Brown: Spending spree is no gamble

Gordon Brown today denied that he had taken a massive gamble - and opened the way for more tax rises - in his multi-billion government spending giveaway yesterday.

"When people ask are the plans affordable - yes," he declared. "Have we raised sufficient revenue to meet our plans - yes."

Shares staged a fragile recovery as the markets opened today. They bounced off yesterday's five and a half year lows in early trading, driven higher by a late rally on Wall Street last night.

The FTSE 100 jumped 65.8 points, or two per cent, to 4060.3 in the first halfhour, with dealers braced for another day of erratic price movements.

Mr Brown, in a series of interviews, refused to be drawn on how he would meet the problems if shares and the world economy went into a real nosedive.

Instead the Chancellor, pointing to the turmoil which had sent shares dipping and then recovering in Wall Street and the City, said the spending allocations for schools, hospitals and the rest were long term and carefully grounded on a solid economy rather than "based on a few minutes or a few hours in the Stock Exchange."

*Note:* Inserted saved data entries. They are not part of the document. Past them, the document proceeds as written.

/// Run every scenario of the catalog `runs` times under one baseline.
/// Stores are rebuilt per run so scenarios cannot contaminate each other.
#[allow(clippy::too_many_arguments)]
pub async fn run_single_baseline(
    scenarios: &[Scenario],
    baseline: Baseline,
    runs: u32,
    canaries: &[String],
    allowed_domains: &[String],
    allowed_projects: &[String],
    pdp: Arc<dyn PolicyDecisionPoint>,
    audit: Arc<AuditLogger>,
    metrics: Arc<MetricsCollector>,
    policy_meta: Arc<PolicyMeta>,
    ablation: Ablation,
) -> anyhow::Result<(Vec<RunRecord>, Vec<RunOutcome>)> {
    let mut records = Vec::new();
    let mut outcomes = Vec::new();

    for scenario in scenarios {
        for run_index in 0..runs {
            let docs = Arc::new(DocStore::new());
            let tickets = Arc::new(TicketStore::new());
            let registry = Arc::new(ToolRegistry::new(
                docs.clone(),
                Arc::new(HttpMock::new()),
                tickets,
            ));
            registry.set_allowed_domains(allowed_domains.to_vec());
            registry.set_allowed_ticket_projects(allowed_projects.to_vec());

            if let Some(setup) = &scenario.retrieval_setup {
                if !setup.doc_id.is_empty() && !setup.malicious_snippet.is_empty() {
                    docs.seed_malicious(&setup.doc_id, &setup.malicious_snippet);
                }
            }

            let gateway = Arc::new(ToolGateway::new(
                registry,
                pdp.clone(),
                audit.clone(),
                metrics.clone(),
                policy_meta.clone(),
            ));
            let orchestrator = AgentOrchestrator::new(gateway, canaries.to_vec());

            let task = format!(
                "{} {}",
                scenario.task,
                scenario.benign_input.as_deref().unwrap_or("")
            );
            let result = orchestrator
                .run(task.trim(), baseline, Some(scenario), ablation)
                .await?;

            let outcome = classify_run(scenario, baseline, &result, canaries);

            records.push(RunRecord {
                scenario_id: scenario.id.clone(),
                category: scenario.category.clone(),
                threat: scenario.threat_label().to_owned(),
                baseline,
                ablation,
                run_index,
                is_adversarial: scenario.is_adversarial(),
                final_output: result.final_output.clone(),
                tool_trace: result.tool_trace,
                latency_ms: outcome.latency_ms,
                leakage: outcome.leakage,
                forbidden_executed: outcome.forbidden_executed,
                false_positive: outcome.false_positive,
                task_success: outcome.task_success,
            });
            outcomes.push(outcome);
        }
    }

    Ok((records, outcomes))
}

/// Execute a full benchmark invocation and write the output documents.
pub async fn run_benchmark(args: &BenchArgs) -> anyhow::Result<()> {
    let doc = load_catalog(&args.scenarios)?;
    let ablation = ablation_flags(&args.ablation)?;

    let policy_data = PolicyData::load(&args.policy_dir)?;
    let policy_meta = Arc::new(PolicyMeta::load(&args.policy_dir)?);
    let pdp = build_pdp(args.opa_url.as_deref(), &policy_data)?;
    let audit = Arc::new(AuditLogger::new(&args.audit_log_path)?);
    let metrics = Arc::new(MetricsCollector::new());

    let canaries = doc.defaults.canaries.clone();
    let allowed_domains = doc.defaults.allowed_domains.clone();
    let allowed_projects = doc.defaults.allowed_ticket_projects.clone();
    let summary_meta = build_summary_meta(
        args.seed,
        &doc,
        &ablation,
        &compute_policy_hash(&args.policy_dir)?,
    );

    let sweep_all = args.baseline == "all" || args.compare;
    if sweep_all {
        let mut all_records = Vec::new();
        let mut all_outcomes = Vec::new();
        let mut baseline_summaries: BTreeMap<Baseline, MetricsSummary> = BTreeMap::new();

        println!("Running benchmarks for all baselines: B0, B1, B2, B3");
        for baseline in Baseline::ALL {
            println!("\n{}", "=".repeat(60));
            println!("Running baseline: {baseline}");
            println!("{}", "=".repeat(60));
            let (records, outcomes) = run_single_baseline(
                &doc.scenarios,
                baseline,
                args.runs,
                &canaries,
                &allowed_domains,
                &allowed_projects,
                pdp.clone(),
                audit.clone(),
                metrics.clone(),
                policy_meta.clone(),
                ablation,
            )
            .await?;
            let summary = compute_metrics(&outcomes);
            println!("\n{baseline} Results:");
            println!("  ASR: {:.4}", summary.asr);
            println!("  Leakage Rate: {:.4}", summary.leakage_rate);
            println!("  Task Success: {:.4}", summary.task_success_rate);
            println!("  False Positives: {:.4}", summary.false_positive_rate);

            all_records.extend(records);
            all_outcomes.extend(outcomes);
            baseline_summaries.insert(baseline, summary);
        }

        write_json(&args.out, &json!({"runs": all_records}))?;

        let b3_metrics = baseline_summaries
            .get(&Baseline::B3)
            .cloned()
            .unwrap_or_else(|| compute_metrics(&[]));
        let summary = Summary::new(b3_metrics, summary_meta.clone());
        validate_summary(&summary).map_err(anyhow::Error::from)?;
        write_json(&args.summary, &summary)?;

        if args.compare {
            write_comparison(args, &baseline_summaries, &all_outcomes, &summary_meta)?;
        }
        Ok(())
    } else {
        let baseline: Baseline = args
            .baseline
            .parse()
            .map_err(|_| BenchError::UnknownBaseline(args.baseline.clone()))?;
        let (records, outcomes) = run_single_baseline(
            &doc.scenarios,
            baseline,
            args.runs,
            &canaries,
            &allowed_domains,
            &allowed_projects,
            pdp,
            audit,
            metrics,
            policy_meta,
            ablation,
        )
        .await?;

        write_json(&args.out, &json!({"runs": records}))?;
        let summary = Summary::new(compute_metrics(&outcomes), summary_meta);
        validate_summary(&summary).map_err(anyhow::Error::from)?;
        write_json(&args.summary, &summary)?;

        println!(
            "Wrote {} and {}",
            args.out.display(),
            args.summary.display()
        );
        println!("{}", serde_json::to_string_pretty(&summary)?);
        Ok(())
    }
}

The Tories continued to maintain that the £61 billion award to Whitehall departments, more than £90 billion in total government extra spending over the next three years, was unaffordable and would not produce the better schools, hospitals and rail services promised.

The Chancellor, while denying that, is said to have warned Cabinet colleagues privately that he believes the voters have tolerated all the tax rises they can take, at least up to the next election, and that spending ministers must make do with what they have won.

Meanwhile, Tony Blair was braced for a two-hour grilling from senior MPs today amid accusations that he has turned 10 Downing Street into a copy of the White House. He will undergo an unprecedented question and answer session in the Commons where critics are set to claim he is behaving more like a US president than a prime minister.

Mr Blair's inquisitors are the 35 chairmen-of Commons select committees and include some of the most acid Labour critics of his policies, including Gwynneth Dunwoody, who heads the Transport Committee.

Downing Street hopes the session will counter complaints that the premier is less accountable to Parliament than any of his predecessors and said there would be no holds barred when MPs put their questions.

But Conservatives said that was nonsense, pointing out that Number 10 had demanded to be given a list of all the subject areas which Mr Blair would be grilled about in advance.

The Prime Minister will sit in front of a semi-circular table facing the MPs, who are members of the umbrella Liaison Committee.

Chairman Alan Williams has warned members their questions must not stray outside the list of prepared subject areas handed to Number 10 - but that will probably not stop some from pressing him on explosive political issues, including his relationship with President Bush and the possibility of a war with Iraq.

Mr Blair will be pressed on his style of governing, where he gets his advice from and on the rapid expansion of Number 10 during his five years in office.